Considerations when you reconfigure an instance group
- Reconfiguration actions
-
When you submit a reconfiguration request using the Amazon EMR console, the Amazon Command Line Interface (Amazon CLI), or the Amazon SDK, Amazon EMR checks the existing on-cluster configuration file. If there are differences between the existing configuration and the file that you supply, Amazon EMR initiates reconfiguration actions, restarts some applications, and resets any manually modified configurations, such as configurations that you have modified while connected to your cluster using SSH, to the cluster defaults for the specified instance group.
Note
Amazon EMR performs some default actions during every instance group reconfiguration. These default actions might conflict with cluster customizations that you have made, and result in reconfiguration failures. For information about how to troubleshoot reconfiguration failures, see Troubleshoot instance group reconfiguration.

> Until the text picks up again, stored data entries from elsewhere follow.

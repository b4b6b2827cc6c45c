//! Built-in presets

use crossterm::style::Color;

use super::{rgb, ThemeMap};

/// Default dark theme (Catppuccin Mocha accents)
pub fn dark() -> ThemeMap {
    ThemeMap {
        headings: [rgb(0x89b4fa); 6], // blue
        code: rgb(0xfab387),          // peach
        bold: rgb(0xcdd6f4),          // text
        italic: rgb(0xf5c2e7),        // pink
        link: rgb(0xa6e3a1),          // green
        list: rgb(0xf9e2af),          // yellow
    }
}

/// For light backgrounds (Catppuccin Latte accents)
pub fn light() -> ThemeMap {
    ThemeMap {
        headings: [rgb(0x1e66f5); 6],
        code: rgb(0xfe640b),
        bold: rgb(0x4c4f69),
        italic: rgb(0xea76cb),
        link: rgb(0x40a02b),
        list: rgb(0xdf8e1d),
    }
}

/// Palette colors only, so the terminal's own scheme decides
pub fn mono() -> ThemeMap {
    ThemeMap {
        headings: [Color::White; 6],
        code: Color::Grey,
        bold: Color::White,
        italic: Color::Grey,
        link: Color::White,
        list: Color::DarkGrey,
    }
}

Amazon EMR also initiates reconfiguration actions for the configuration classifications that you specify in your request. For a complete list of these actions, see the Configuration Classifications section for the version of Amazon EMR that you use. For example, 6.2.0 Configuration Classifications.
Note
The Amazon EMR Release Guide only lists reconfiguration actions starting with Amazon EMR versions 5.32.0 and 6.2.0.
- Service disruption
-
Amazon EMR follows a rolling process to reconfigure instances in the Task and Core instance groups. Only 10 percent of the instances in an instance group are modified and restarted at a time. This process takes longer to finish but reduces the chance of potential application failure in a running cluster.

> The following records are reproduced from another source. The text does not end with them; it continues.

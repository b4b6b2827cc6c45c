//! Chunk accumulation
//!
//! Buffers incoming bytes and decides when a prefix of the buffer is ready to
//! render. Three triggers exist:
//! - size: the buffer reached `max_bytes`
//! - time: the oldest pending byte is older than `flush_interval`
//! - grace: the buffer has been over `max_bytes` with no safe point for `grace`
//!
//! Size and time cut at a safe point reported by the boundary detector,
//! preferring the latest one that keeps the chunk within `max_bytes`. A chunk
//! runs over the limit only when a single block is larger than it. Grace
//! forces a cut at the last line end as a last resort.
//! Bytes are never dropped or reordered.

use std::borrow::Cow;
use std::collections::VecDeque;
use std::time::{Duration, Instant};

use tracing::{debug, trace};

use crate::boundary::{BoundaryDetector, Fence};
use crate::config::{DEFAULT_CHUNK_SIZE, DEFAULT_FLUSH_INTERVAL, DEFAULT_GRACE};

/// Flush thresholds. Both are always in force.
#[derive(Debug, Clone, Copy, PartialEq, Eq)]
pub struct ChunkPolicy {
    pub max_bytes: usize,
    pub flush_interval: Duration,
    pub grace: Duration,
}

impl Default for ChunkPolicy {
    fn default() -> Self {
        Self {
            max_bytes: DEFAULT_CHUNK_SIZE,
            flush_interval: DEFAULT_FLUSH_INTERVAL,
            grace: DEFAULT_GRACE,
        }
    }
}

/// A flush-ready slice of the stream
#[derive(Debug, Clone, PartialEq, Eq)]
pub struct Chunk {
    pub bytes: Vec<u8>,
    /// Code fence this chunk continues, when an earlier chunk was cut inside it
    pub resume: Option<Fence>,
    /// Cut by the grace period rather than at a safe point
    pub forced: bool,
    /// Remainder emitted when the source closed
    pub is_final: bool,
}

impl Chunk {
    pub fn text(&self) -> Cow<'_, str> {
        String::from_utf8_lossy(&self.bytes)
    }

    pub fn len(&self) -> usize {
        self.bytes.len()
    }

    pub fn is_empty(&self) -> bool {
        self.bytes.is_empty()
    }
}

#[derive(Debug)]
pub struct Accumulator {
    policy: ChunkPolicy,
    pending: Vec<u8>,
    detector: BoundaryDetector,
    /// (end offset in `pending`, arrival time) per fed slice
    arrivals: VecDeque<(usize, Instant)>,
    /// When the buffer went over `max_bytes` without a safe point
    stuck_since: Option<Instant>,
}

impl Accumulator {
    pub fn new(policy: ChunkPolicy) -> Self {
        Self {
            policy,
            pending: Vec::new(),
            detector: BoundaryDetector::new(),
            arrivals: VecDeque::new(),
            stuck_since: None,
        }
    }

    pub fn pending_len(&self) -> usize {
        self.pending.len()
    }

    /// Append bytes and return any chunks that became ready
    pub fn feed(&mut self, bytes: &[u8]) -> Vec<Chunk> {
        self.feed_at(bytes, Instant::now())
    }

    /// `feed` with an explicit clock
    pub fn feed_at(&mut self, bytes: &[u8], now: Instant) -> Vec<Chunk> {
        if !bytes.is_empty() {
            self.pending.extend_from_slice(bytes);
            self.arrivals.push_back((self.pending.len(), now));
            self.detector.scan(&self.pending);
        }
        self.poll(now)
    }

    /// Re-check the time-based triggers without new input
    pub fn poll(&mut self, now: Instant) -> Vec<Chunk> {
        let mut chunks = Vec::new();
        while let Some(chunk) = self.try_flush(now) {
            chunks.push(chunk);
        }
        chunks
    }

    /// Flush whatever remains. The stream is over so no cut has to be safe.
    pub fn finalize(&mut self) -> Option<Chunk> {
        if self.pending.is_empty() {
            return None;
        }
        let resume = self.detector.head_state().fence().cloned();
        let bytes = std::mem::take(&mut self.pending);
        self.detector = BoundaryDetector::new();
        self.arrivals.clear();
        self.stuck_since = None;
        debug!(bytes = bytes.len(), "Final chunk");
        Some(Chunk {
            bytes,
            resume,
            forced: false,
            is_final: true,
        })
    }

    /// Earliest instant at which `poll` could produce a chunk without new input
    pub fn next_deadline(&self) -> Option<Instant> {
        if self.pending.is_empty() {
            return None;
        }
        let timed = match (self.detector.safe_point(), self.pending_since()) {
            (Some(_), Some(since)) => Some(since + self.policy.flush_interval),
            _ => None,
        };
        let grace = self.stuck_since.map(|since| since + self.policy.grace);
        match (timed, grace) {
            (Some(a), Some(b)) => Some(a.min(b)),
            (a, b) => a.or(b),
        }
    }

    /// Arrival time of the oldest pending byte
    fn pending_since(&self) -> Option<Instant> {
        self.arrivals.front().map(|&(_, at)| at)
    }

    fn try_flush(&mut self, now: Instant) -> Option<Chunk> {
        if self.pending.is_empty() {
            return None;
        }

        let over = self.pending.len() >= self.policy.max_bytes;
        let stale = self
            .pending_since()
            .is_some_and(|since| now.saturating_duration_since(since) >= self.policy.flush_interval);

        if let Some(at) = self.detector.cut_point(self.policy.max_bytes) {
            self.stuck_since = None;
            if over || stale {
                trace!(at, over, stale, "Cutting at safe point");
                return Some(self.cut(at, false));
            }
            return None;
        }

        if !over {
            self.stuck_since = None;
            return None;
        }

        let since = *self.stuck_since.get_or_insert(now);
        if now.saturating_duration_since(since) < self.policy.grace {
            return None;
        }

        let at = match self.detector.last_line_end() {
            0 => utf8_safe_len(&self.pending),
            end => end,
        };
        if at == 0 {
            return None;
        }
        debug!(
            at,
            pending = self.pending.len(),
            state = ?self.detector.state(),
            "Grace period elapsed, forcing cut"
        );
        Some(self.cut(at, true))
    }

    fn cut(&mut self, at: usize, forced: bool) -> Chunk {
        let resume = self.detector.head_state().fence().cloned();
        let bytes: Vec<u8> = self.pending.drain(..at).collect();
        self.detector.rebase(at);

        while self.arrivals.front().is_some_and(|&(end, _)| end <= at) {
            self.arrivals.pop_front();
        }
        for (end, _) in self.arrivals.iter_mut() {
            *end -= at;
        }
        self.stuck_since = None;

        Chunk {
            bytes,
            resume,
            forced,
            is_final: false,
        }
    }
}

/// Longest prefix of `buf` that does not end inside a UTF-8 sequence
fn utf8_safe_len(buf: &[u8]) -> usize {
    let len = buf.len();
    for back in 1..=len.min(3) {
        let byte = buf[len - back];
        if byte & 0xC0 == 0x80 {
            continue;
        }
        let width = match byte {
            0xC0..=0xDF => 2,
            0xE0..=0xEF => 3,
            0xF0..=0xF7 => 4,
            _ => 1,
        };
        return if width > back { len - back } else { len };
    }
    len
}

To run YARN jobs during a YARN restart, you can either create an Amazon EMR cluster with multiple master nodes or set
yarn.resourcemanager.recovery.enabled
totrue
in youryarn-site
configuration classification. For more information about using multiple master nodes, see High availability YARN ResourceManager. - Application validation
-
Amazon EMR checks that each application on the cluster is running after the reconfiguration restart process. If any application is unavailable, the overall reconfiguration operation fails. If a reconfiguration operation fails, Amazon EMR reverses the configuration parameters to the previous working version.
Note
To avoid reconfiguration failure, we recommend that you only install applications on your cluster that you plan to use. We also recommend that you make sure all cluster applications are healthy and running before you submit a reconfiguration request.

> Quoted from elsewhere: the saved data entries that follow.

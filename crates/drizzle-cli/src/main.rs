//! drizzle - stream Markdown to the terminal as it arrives

mod cli;

use std::io;
use std::process::ExitCode;

use anyhow::{Context, Result};
use clap::Parser;
use crossterm::tty::IsTty;
use drizzle_core::config::DEFAULT_WIDTH;
use drizzle_core::inject::prepare_query;
use drizzle_core::{
    pipeline, ByteSource, CommandSource, ConfigFile, Error, ReaderSource, StreamCancellation,
};
use tracing::{debug, info};
use tracing_subscriber::{filter::EnvFilter, fmt, layer::SubscriberExt, util::SubscriberInitExt};

use cli::{Cli, Mode};

/// Conventional exit status after SIGINT
const EXIT_INTERRUPTED: u8 = 130;

/// Initialize tracing on stderr; stdout belongs to the rendered stream.
///
/// Warnings are always shown. `-v` adds INFO, `-vv` DEBUG, `-vvv` TRACE.
/// `RUST_LOG` replaces the whole filter.
fn init_tracing(verbose: u8) {
    let directives = match std::env::var("RUST_LOG") {
        Ok(filter) => filter,
        Err(_) => match verbose {
            0 => "warn".to_string(),
            1 => "warn,drizzle=info,drizzle_core=info".to_string(),
            2 => "warn,drizzle=debug,drizzle_core=debug".to_string(),
            _ => "debug,drizzle=trace,drizzle_core=trace".to_string(),
        },
    };
    let filter = EnvFilter::try_new(&directives).unwrap_or_else(|_| EnvFilter::new("warn"));

    tracing_subscriber::registry()
        .with(filter)
        .with(
            fmt::layer()
                .with_target(verbose >= 2)
                .with_writer(io::stderr)
                .compact(),
        )
        .init();
}

fn terminal_width() -> usize {
    match crossterm::terminal::size() {
        Ok((cols, _)) if cols > 0 => cols as usize,
        _ => DEFAULT_WIDTH,
    }
}

async fn open_source(mode: Mode, llm_cmd: Option<&str>, inject: bool) -> Result<Box<dyn ByteSource>> {
    let source: Box<dyn ByteSource> = match mode {
        Mode::File(path) => Box::new(ReaderSource::open_file(&path).await?),
        Mode::Command(cmd) => Box::new(CommandSource::shell(&cmd)?),
        Mode::Query(query) => {
            let llm_cmd = llm_cmd.ok_or(Error::MissingLlmCommand)?;
            Box::new(CommandSource::query(llm_cmd, &prepare_query(&query, inject))?)
        }
        Mode::Stdin => Box::new(ReaderSource::stdin()),
    };
    Ok(source)
}

async fn stream(cli: Cli) -> Result<()> {
    let config_dir = ConfigFile::config_dir();
    let file = ConfigFile::load().unwrap_or_default();

    let config = cli.stream_config(&file, terminal_width());
    let theme = cli
        .theme(&file, config_dir.as_deref())
        .context("failed to load theme")?;
    let mode = cli.mode(io::stdin().is_tty())?;
    debug!(?mode, ?config, "Resolved settings");

    let mut source = open_source(mode, config.llm_cmd.as_deref(), config.inject).await?;

    let cancel = StreamCancellation::new();
    cancel.cancel_on_ctrl_c();

    let stdout = io::stdout();
    let summary = pipeline::run(source.as_mut(), &config, theme, stdout.lock(), &cancel).await?;
    info!(
        bytes_in = summary.bytes_in,
        bytes_out = summary.bytes_out,
        chunks = summary.chunks,
        "Done"
    );
    Ok(())
}

fn main() -> ExitCode {
    let cli = Cli::parse();
    init_tracing(cli.verbose);

    let runtime = match tokio::runtime::Builder::new_current_thread()
        .enable_all()
        .build()
    {
        Ok(runtime) => runtime,
        Err(e) => {
            eprintln!("Error: failed to start the runtime: {}", e);
            return ExitCode::FAILURE;
        }
    };
    let result = runtime.block_on(stream(cli));
    // A blocking stdin read cannot be cancelled; don't wait for it on exit
    runtime.shutdown_background();

    match result {
        Ok(()) => ExitCode::SUCCESS,
        Err(e) => {
            if matches!(e.downcast_ref::<Error>(), Some(Error::Interrupted)) {
                return ExitCode::from(EXIT_INTERRUPTED);
            }
            eprintln!("Error: {:#}", e);
            ExitCode::FAILURE
        }
    }
}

- Types of reconfiguration
-
You can reconfigure an instance group in one of two ways:
-
Overwrite. Default reconfiguration method and the only one available in Amazon EMR releases earlier than 5.35.0 and 6.6.0. This reconfiguration method indiscriminately overwrites any on-cluster files with the newly submitted configuration set. The method erases any changes to configuration files made outside the reconfiguration API.
-
Merge. Reconfiguration method supported for Amazon EMR releases 5.35.0 and 6.6.0 and later, except from the Amazon EMR console, where no version supports it. This reconfiguration method merges the newly submitted configurations with configurations that already exist on the cluster. This option only adds or modifies the new configurations that you submit. It preserves existing configurations.
Note
Amazon EMR continues to overwrite some essential Hadoop configurations that it needs to ensure that the service is running correctly.
-
Limitations
When you reconfigure an instance group in a running cluster, consider the following limitations:
-
Non-YARN applications can fail during restart or cause cluster issues, especially if the applications aren't configured properly. Clusters approaching maximum memory and CPU usage may run into issues after the restart process. This is especially true for the master instance group.
-
You can't submit a reconfiguration request when an instance group is being resized. If a reconfiguration is initiated while an instance group is resizing, reconfiguration cannot start until the instance group has completed resizing, and vice versa.
-
After reconfiguring an instance group, Amazon EMR restarts the applications to allow the new configurations to take effect. Job failure or other unexpected application behavior might occur if the applications are in use during reconfiguration.
-
If a reconfiguration for an instance group fails, Amazon EMR reverses the configuration parameters to the previous working version. If the reversion process fails too, you must submit a new
ModifyInstanceGroup
request to recover the instance group from theSUSPENDED
state. -
Reconfiguration requests for Phoenix configuration classifications are only supported in Amazon EMR version 5.23.0 and later, and are not supported in Amazon EMR version 5.21.0 or 5.22.0.
-
Reconfiguration requests for HBase configuration classifications are only supported in Amazon EMR version 5.30.0 and later, and are not supported in Amazon EMR versions 5.23.0 through 5.29.0.
-
Amazon EMR supports application reconfiguration requests on an Amazon EMR cluster with multiple primary nodes only in Amazon EMR versions 5.27.0 and later.
-
Reconfiguring
hdfs-encryption-zones
classification or any of the Hadoop KMS configuration classifications is not supported on an Amazon EMR cluster with multiple primary nodes. -
Amazon EMR currently doesn't support certain reconfiguration requests for the capacity scheduler that require restarting the YARN ResourceManager. For example, you cannot completely remove a queue.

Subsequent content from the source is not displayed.